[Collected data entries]

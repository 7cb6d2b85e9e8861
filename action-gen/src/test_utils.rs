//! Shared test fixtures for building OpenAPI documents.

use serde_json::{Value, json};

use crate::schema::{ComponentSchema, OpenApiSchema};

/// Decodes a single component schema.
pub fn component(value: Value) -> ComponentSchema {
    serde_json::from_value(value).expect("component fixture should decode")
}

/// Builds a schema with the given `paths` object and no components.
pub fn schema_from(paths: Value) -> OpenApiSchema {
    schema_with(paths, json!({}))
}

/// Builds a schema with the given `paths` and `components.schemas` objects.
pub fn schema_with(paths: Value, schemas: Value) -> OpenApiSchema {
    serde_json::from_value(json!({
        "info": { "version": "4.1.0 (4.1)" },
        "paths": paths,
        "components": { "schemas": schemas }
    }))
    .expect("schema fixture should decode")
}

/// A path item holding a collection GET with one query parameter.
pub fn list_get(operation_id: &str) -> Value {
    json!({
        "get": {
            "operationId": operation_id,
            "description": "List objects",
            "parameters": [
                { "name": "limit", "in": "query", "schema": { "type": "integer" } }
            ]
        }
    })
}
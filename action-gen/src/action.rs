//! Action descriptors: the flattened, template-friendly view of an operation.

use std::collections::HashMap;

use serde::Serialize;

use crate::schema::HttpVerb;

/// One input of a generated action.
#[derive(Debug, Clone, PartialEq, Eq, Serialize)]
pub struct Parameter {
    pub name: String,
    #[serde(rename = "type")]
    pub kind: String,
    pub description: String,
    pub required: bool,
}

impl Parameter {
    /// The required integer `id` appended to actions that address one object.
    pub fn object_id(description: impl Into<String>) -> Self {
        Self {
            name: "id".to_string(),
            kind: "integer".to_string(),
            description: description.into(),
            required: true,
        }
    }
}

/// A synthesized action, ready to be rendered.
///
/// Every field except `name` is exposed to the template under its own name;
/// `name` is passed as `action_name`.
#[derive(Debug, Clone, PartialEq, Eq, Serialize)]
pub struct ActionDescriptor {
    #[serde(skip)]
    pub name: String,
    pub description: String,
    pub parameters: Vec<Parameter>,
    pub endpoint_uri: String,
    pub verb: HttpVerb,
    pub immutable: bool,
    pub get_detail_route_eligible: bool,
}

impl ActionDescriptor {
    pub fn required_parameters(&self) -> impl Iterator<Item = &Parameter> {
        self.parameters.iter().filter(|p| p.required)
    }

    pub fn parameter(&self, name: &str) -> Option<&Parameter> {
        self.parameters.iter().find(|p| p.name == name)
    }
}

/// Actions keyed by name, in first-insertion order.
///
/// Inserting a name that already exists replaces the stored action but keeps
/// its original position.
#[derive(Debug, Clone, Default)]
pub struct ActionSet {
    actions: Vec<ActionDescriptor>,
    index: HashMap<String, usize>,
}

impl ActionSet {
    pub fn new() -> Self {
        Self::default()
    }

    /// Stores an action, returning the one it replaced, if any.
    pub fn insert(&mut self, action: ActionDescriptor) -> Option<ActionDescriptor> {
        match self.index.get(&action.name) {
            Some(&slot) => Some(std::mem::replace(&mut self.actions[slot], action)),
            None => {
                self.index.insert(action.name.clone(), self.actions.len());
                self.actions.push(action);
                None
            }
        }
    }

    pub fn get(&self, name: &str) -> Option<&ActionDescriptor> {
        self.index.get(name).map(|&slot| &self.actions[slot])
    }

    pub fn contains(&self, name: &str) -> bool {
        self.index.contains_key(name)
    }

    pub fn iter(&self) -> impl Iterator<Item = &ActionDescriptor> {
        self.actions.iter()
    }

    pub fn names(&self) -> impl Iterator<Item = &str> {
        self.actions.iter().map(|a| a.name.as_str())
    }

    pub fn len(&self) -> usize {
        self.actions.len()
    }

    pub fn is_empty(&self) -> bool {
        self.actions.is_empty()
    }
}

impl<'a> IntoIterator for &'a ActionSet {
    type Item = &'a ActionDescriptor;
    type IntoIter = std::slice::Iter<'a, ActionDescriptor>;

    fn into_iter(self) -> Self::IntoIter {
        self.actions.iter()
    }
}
...
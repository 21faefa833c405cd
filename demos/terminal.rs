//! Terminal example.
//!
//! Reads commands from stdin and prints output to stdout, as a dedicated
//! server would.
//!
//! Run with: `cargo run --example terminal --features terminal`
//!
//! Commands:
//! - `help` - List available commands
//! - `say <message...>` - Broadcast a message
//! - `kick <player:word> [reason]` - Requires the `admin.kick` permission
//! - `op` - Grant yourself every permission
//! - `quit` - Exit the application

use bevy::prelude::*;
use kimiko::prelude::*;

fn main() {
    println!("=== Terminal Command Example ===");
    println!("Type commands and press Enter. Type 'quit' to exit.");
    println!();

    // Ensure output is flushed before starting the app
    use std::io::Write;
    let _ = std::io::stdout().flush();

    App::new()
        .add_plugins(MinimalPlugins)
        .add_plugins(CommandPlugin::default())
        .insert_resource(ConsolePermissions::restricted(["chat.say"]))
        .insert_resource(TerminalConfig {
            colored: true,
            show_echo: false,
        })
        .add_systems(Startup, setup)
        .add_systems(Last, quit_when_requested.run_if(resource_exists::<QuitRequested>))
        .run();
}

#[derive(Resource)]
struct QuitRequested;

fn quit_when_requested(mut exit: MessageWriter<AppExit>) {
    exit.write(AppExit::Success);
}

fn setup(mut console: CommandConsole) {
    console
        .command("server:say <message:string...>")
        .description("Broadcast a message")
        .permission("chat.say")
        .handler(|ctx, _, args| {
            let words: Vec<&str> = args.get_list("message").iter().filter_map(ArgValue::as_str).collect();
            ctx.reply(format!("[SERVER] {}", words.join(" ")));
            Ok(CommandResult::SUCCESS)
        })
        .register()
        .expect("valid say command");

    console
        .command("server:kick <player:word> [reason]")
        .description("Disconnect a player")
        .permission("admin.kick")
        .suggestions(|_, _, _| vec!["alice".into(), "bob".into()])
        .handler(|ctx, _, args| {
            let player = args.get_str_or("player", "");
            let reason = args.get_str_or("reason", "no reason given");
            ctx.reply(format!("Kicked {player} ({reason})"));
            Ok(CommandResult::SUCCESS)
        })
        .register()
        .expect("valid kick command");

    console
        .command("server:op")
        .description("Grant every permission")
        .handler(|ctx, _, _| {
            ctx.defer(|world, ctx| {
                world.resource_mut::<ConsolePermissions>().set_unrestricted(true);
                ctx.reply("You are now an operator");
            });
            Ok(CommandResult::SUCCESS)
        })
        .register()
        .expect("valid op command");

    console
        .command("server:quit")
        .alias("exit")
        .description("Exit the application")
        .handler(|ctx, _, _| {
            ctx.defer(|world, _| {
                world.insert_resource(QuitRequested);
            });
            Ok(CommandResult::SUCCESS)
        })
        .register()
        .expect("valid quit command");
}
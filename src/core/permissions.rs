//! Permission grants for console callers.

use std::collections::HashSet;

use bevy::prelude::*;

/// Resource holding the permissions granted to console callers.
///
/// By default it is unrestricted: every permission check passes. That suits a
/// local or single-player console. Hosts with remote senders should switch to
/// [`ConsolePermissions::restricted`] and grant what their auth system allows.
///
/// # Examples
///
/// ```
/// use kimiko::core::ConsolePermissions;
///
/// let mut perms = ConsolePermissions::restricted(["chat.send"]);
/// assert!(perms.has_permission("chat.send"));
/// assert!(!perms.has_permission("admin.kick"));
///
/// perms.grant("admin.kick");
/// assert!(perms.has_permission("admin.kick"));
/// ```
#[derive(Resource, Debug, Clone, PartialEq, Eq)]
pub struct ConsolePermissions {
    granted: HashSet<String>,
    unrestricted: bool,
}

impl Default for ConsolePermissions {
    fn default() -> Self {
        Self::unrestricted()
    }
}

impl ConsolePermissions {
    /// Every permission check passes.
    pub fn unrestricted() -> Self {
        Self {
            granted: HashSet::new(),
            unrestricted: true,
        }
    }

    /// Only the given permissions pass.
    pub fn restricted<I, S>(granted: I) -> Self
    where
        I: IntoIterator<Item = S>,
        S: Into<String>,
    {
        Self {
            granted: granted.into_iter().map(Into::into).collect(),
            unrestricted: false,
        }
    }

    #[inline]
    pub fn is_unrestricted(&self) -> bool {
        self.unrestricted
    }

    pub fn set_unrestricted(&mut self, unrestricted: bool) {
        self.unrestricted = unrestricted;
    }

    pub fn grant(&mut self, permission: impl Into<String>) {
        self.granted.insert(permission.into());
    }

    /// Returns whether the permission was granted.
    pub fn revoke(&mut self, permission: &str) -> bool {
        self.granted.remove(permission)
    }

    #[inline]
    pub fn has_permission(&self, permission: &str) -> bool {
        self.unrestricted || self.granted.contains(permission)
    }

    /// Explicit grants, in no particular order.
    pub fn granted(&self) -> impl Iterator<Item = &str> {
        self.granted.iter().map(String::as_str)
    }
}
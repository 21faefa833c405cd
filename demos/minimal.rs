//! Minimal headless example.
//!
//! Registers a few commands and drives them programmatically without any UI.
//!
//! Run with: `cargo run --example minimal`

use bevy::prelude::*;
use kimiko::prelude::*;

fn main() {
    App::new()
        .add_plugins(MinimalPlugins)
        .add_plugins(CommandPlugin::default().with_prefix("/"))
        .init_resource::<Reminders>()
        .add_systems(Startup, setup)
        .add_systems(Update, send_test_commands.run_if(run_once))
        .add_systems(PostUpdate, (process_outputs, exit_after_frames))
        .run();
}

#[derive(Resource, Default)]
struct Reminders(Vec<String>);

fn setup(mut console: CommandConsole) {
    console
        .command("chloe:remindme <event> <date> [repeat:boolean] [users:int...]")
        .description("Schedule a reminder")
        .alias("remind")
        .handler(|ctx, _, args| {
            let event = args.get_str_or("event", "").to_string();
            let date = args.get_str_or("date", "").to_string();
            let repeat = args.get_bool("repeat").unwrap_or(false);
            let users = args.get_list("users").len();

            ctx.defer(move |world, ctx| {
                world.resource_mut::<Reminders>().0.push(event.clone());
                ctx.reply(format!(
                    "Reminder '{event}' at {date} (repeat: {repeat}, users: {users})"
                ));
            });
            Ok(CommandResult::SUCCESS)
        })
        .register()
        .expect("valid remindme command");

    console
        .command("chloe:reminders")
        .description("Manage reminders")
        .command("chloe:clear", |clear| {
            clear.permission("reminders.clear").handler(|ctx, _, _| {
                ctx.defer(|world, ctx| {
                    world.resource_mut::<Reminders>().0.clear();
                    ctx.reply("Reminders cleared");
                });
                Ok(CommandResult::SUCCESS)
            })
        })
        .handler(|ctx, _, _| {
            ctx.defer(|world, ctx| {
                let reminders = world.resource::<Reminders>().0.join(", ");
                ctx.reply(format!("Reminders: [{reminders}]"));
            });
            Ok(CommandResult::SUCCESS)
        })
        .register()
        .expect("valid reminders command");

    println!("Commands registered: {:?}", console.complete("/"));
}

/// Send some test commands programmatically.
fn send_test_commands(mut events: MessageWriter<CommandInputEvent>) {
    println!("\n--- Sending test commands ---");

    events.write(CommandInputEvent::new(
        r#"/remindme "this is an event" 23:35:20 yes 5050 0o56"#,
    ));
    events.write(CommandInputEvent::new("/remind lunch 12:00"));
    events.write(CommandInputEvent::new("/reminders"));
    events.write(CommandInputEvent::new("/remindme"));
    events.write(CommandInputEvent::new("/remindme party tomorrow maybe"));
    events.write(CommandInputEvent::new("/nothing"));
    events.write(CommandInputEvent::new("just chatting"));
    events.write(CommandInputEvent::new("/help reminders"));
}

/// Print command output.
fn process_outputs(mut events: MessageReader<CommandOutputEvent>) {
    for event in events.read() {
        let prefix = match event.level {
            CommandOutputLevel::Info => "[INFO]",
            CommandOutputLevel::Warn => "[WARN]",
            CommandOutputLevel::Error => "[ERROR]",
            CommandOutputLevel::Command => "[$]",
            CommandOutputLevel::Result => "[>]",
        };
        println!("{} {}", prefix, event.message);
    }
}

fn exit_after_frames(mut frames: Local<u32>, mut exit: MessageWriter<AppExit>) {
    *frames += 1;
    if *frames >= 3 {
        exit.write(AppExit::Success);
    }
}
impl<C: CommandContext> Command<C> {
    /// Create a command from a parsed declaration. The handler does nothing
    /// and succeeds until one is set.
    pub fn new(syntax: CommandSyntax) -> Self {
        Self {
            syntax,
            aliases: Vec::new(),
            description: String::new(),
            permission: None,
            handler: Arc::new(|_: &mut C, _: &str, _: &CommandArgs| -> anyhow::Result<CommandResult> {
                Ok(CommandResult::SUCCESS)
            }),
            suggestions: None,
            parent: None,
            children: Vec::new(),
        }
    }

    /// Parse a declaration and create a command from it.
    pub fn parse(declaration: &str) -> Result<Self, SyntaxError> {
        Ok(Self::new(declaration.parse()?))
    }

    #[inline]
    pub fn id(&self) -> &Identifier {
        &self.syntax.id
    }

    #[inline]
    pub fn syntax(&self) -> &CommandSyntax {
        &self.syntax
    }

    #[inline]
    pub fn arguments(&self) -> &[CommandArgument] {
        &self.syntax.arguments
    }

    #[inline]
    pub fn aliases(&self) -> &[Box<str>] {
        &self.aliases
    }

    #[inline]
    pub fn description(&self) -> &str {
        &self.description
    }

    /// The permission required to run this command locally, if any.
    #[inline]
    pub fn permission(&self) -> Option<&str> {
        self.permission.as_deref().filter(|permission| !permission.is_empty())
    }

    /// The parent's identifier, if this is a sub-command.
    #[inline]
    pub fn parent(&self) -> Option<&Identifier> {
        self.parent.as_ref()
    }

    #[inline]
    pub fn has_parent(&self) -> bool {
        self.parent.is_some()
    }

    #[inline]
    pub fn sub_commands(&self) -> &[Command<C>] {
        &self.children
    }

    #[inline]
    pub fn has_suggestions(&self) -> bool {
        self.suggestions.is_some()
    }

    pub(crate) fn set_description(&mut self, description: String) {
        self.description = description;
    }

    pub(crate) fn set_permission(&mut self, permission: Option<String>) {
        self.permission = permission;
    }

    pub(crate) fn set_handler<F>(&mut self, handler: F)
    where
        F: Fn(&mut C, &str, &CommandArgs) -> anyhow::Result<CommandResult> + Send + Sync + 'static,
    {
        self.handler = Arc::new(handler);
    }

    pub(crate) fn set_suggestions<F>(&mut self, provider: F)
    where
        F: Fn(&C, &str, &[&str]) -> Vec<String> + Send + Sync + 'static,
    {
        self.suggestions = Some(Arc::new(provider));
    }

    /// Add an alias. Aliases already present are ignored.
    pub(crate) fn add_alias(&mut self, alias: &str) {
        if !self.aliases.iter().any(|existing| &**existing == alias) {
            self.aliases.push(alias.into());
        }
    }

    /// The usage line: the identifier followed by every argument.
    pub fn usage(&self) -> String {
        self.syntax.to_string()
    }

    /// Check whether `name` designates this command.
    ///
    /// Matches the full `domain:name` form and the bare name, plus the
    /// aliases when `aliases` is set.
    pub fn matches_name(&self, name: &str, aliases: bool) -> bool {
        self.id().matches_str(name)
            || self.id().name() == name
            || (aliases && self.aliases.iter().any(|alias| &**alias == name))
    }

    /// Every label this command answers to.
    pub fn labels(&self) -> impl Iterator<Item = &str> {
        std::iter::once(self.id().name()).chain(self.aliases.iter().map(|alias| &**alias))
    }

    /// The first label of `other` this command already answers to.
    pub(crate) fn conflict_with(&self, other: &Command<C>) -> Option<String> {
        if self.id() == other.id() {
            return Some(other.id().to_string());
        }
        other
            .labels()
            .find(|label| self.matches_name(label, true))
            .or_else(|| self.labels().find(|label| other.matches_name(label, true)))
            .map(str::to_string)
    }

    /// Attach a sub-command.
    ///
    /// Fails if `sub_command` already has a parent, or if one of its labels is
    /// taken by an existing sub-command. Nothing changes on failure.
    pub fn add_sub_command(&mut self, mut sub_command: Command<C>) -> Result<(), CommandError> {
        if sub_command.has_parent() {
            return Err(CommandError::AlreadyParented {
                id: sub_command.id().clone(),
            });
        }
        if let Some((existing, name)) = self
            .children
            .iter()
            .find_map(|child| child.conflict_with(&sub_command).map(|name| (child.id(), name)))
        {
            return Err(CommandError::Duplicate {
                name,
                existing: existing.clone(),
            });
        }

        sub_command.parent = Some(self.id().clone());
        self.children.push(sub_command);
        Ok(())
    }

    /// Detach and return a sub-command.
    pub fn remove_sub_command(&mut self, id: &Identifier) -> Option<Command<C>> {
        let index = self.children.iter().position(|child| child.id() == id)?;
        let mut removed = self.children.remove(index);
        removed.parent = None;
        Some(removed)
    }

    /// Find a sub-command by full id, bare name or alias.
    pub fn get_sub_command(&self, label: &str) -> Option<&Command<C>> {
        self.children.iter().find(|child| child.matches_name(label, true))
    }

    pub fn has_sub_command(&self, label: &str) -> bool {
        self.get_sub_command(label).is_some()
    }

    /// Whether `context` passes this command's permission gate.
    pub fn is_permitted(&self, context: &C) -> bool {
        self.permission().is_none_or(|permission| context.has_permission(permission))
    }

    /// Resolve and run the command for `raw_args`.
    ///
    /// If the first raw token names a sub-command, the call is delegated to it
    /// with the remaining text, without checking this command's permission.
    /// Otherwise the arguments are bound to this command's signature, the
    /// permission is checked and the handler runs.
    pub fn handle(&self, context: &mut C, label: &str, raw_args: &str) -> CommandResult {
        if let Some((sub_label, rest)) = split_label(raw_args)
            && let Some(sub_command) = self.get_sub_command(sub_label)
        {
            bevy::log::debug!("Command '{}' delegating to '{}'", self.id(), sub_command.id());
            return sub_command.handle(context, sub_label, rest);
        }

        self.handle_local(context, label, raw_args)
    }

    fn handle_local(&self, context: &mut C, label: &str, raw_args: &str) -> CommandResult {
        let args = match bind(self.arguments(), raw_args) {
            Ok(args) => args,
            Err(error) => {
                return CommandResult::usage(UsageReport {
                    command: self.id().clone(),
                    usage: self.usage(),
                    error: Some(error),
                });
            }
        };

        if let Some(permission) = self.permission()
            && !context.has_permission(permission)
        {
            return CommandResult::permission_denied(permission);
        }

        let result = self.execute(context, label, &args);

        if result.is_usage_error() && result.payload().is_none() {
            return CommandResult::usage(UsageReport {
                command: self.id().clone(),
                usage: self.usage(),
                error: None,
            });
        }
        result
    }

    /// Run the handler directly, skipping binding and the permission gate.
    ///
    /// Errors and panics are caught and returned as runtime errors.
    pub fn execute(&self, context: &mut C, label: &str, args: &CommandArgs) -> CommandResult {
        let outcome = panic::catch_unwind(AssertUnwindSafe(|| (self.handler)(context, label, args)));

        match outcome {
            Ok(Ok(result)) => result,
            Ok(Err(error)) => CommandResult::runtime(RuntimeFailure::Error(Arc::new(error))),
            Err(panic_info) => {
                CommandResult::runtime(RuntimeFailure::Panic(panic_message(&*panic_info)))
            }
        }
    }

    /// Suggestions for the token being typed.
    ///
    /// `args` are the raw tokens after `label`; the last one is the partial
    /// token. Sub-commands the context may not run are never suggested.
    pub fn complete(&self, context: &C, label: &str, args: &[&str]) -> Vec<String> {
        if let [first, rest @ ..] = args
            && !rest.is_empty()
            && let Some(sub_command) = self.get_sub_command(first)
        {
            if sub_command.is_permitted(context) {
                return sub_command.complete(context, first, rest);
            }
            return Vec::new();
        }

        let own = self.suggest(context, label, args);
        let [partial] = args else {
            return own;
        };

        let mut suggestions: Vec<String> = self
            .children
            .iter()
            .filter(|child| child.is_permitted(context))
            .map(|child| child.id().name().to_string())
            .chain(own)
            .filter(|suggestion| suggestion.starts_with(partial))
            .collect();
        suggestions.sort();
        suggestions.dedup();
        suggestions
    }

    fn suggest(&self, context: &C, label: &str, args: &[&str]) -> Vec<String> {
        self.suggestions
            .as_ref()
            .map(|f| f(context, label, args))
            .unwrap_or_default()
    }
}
---
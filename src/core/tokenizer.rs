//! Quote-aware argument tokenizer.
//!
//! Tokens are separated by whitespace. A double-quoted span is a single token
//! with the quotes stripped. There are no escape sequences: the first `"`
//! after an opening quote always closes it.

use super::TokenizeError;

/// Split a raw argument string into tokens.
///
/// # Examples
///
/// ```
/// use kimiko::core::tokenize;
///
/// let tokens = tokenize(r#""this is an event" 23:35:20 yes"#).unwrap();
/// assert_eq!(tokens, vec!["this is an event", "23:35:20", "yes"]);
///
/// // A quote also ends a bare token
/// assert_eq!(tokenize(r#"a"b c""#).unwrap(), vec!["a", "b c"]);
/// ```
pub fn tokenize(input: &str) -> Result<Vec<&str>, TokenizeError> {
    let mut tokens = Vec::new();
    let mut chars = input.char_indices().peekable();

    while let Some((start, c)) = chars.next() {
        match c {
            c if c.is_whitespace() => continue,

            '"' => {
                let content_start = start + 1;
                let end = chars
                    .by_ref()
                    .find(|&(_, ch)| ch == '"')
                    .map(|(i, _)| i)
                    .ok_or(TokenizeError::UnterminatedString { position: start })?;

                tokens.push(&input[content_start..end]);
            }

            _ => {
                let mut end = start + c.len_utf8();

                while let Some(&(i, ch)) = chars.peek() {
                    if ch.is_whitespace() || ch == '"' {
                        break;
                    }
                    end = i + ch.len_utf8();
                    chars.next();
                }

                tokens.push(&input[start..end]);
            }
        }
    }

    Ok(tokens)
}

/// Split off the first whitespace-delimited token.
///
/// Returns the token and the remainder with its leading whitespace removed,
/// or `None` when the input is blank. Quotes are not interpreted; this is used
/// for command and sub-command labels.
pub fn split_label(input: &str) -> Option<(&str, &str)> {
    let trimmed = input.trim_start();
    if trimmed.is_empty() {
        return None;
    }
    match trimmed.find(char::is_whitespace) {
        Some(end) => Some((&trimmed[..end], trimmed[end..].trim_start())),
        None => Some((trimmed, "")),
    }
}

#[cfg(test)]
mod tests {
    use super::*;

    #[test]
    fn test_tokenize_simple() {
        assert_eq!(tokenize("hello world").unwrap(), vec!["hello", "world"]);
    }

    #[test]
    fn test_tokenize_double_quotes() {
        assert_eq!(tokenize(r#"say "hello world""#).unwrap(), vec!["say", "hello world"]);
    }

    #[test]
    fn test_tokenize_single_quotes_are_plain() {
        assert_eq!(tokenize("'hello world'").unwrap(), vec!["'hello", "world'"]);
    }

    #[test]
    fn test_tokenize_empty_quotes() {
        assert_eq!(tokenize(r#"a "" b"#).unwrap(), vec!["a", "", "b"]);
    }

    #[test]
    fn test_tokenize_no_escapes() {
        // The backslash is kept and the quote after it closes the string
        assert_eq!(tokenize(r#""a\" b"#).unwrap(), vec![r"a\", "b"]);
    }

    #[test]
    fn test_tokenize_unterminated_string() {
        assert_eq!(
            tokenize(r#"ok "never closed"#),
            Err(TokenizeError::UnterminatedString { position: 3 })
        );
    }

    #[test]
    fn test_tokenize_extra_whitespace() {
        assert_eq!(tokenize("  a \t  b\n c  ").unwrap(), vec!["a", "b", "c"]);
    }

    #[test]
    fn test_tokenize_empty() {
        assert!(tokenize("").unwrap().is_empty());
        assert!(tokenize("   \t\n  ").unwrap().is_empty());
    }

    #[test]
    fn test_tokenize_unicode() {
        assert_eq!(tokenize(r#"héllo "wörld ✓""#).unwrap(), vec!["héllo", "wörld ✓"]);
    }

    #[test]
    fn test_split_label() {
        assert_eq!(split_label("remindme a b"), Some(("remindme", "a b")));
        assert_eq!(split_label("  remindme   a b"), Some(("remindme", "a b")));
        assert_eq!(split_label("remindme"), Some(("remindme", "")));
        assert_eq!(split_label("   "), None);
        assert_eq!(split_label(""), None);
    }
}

PROMPT:
Across the data, how many lines contain the string "CommandInputEvent"? Only the number is wanted.

REPLY:
9